**Task to carry out**
State the number of lines in these records that include the string "formulas", and say nothing more.

[Stored data entries]
════════════════════

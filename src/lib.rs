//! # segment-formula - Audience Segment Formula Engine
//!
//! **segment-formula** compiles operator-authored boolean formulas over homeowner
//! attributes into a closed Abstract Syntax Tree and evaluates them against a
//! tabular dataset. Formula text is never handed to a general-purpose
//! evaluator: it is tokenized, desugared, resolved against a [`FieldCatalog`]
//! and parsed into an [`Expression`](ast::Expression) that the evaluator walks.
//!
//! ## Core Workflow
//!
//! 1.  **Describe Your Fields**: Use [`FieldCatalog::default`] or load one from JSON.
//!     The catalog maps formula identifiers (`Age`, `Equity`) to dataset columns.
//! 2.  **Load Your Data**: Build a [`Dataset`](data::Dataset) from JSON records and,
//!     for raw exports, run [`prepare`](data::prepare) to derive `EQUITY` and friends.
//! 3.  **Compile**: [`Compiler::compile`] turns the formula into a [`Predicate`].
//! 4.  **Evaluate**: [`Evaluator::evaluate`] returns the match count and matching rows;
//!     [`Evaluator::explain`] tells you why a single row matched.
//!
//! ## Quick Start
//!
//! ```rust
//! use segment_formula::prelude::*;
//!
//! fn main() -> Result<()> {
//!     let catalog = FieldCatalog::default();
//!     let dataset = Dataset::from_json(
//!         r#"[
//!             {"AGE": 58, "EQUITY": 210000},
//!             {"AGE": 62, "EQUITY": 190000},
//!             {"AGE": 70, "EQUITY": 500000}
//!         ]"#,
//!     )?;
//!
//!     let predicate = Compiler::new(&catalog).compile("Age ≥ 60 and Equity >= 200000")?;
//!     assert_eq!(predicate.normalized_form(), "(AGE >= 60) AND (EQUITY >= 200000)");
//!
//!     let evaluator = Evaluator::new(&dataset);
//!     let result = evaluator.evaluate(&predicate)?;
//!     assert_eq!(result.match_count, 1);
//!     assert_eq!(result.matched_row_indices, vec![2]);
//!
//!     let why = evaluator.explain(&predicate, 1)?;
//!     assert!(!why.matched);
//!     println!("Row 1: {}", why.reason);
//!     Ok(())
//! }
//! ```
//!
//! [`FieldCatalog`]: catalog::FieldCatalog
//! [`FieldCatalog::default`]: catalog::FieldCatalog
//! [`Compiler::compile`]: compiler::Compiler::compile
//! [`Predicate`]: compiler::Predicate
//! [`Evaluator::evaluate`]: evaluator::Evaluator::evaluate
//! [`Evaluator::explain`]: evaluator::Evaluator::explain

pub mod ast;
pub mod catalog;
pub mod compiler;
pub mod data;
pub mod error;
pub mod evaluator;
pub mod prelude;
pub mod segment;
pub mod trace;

════════════════════

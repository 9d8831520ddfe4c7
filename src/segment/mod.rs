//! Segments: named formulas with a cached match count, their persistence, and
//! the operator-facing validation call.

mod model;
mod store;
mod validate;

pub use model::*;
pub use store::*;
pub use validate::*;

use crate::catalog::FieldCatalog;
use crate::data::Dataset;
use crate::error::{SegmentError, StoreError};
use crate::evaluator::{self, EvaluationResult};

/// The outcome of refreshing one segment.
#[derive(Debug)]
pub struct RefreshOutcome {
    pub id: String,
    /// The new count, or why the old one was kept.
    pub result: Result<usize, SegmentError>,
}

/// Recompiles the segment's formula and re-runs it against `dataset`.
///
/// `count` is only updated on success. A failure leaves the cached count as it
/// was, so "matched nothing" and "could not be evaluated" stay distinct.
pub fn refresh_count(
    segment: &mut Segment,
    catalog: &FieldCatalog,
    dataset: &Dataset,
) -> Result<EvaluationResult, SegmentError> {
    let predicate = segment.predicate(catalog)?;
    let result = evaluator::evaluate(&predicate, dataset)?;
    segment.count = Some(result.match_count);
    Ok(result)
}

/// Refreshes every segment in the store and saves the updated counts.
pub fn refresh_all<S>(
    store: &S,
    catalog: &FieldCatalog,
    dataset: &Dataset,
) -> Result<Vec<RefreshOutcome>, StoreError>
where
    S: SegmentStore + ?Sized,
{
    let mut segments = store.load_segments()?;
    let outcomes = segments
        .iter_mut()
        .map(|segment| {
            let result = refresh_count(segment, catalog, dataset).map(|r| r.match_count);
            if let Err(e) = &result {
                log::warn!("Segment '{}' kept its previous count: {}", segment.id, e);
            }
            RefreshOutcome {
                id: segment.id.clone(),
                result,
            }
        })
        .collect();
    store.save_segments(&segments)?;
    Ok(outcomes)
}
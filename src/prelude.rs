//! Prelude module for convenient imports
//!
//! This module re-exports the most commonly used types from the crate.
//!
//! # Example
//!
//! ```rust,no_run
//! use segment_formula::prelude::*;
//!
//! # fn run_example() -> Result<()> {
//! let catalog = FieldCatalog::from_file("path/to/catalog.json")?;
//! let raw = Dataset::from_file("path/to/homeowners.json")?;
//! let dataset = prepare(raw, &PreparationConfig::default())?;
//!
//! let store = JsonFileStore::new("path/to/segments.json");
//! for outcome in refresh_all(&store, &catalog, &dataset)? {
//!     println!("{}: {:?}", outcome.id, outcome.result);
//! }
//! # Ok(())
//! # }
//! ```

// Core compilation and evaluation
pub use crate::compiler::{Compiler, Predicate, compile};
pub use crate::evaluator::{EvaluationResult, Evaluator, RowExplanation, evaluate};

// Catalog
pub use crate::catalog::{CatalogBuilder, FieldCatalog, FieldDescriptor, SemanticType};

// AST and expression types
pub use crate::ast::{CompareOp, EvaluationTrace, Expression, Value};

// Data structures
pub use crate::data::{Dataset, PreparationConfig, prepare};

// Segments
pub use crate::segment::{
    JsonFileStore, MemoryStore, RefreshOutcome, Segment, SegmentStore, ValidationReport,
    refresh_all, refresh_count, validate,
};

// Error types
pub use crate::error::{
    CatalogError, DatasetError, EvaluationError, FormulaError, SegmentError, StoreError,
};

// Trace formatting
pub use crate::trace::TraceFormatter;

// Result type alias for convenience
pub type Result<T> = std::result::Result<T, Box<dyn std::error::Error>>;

════════════════════

**Answer space**
2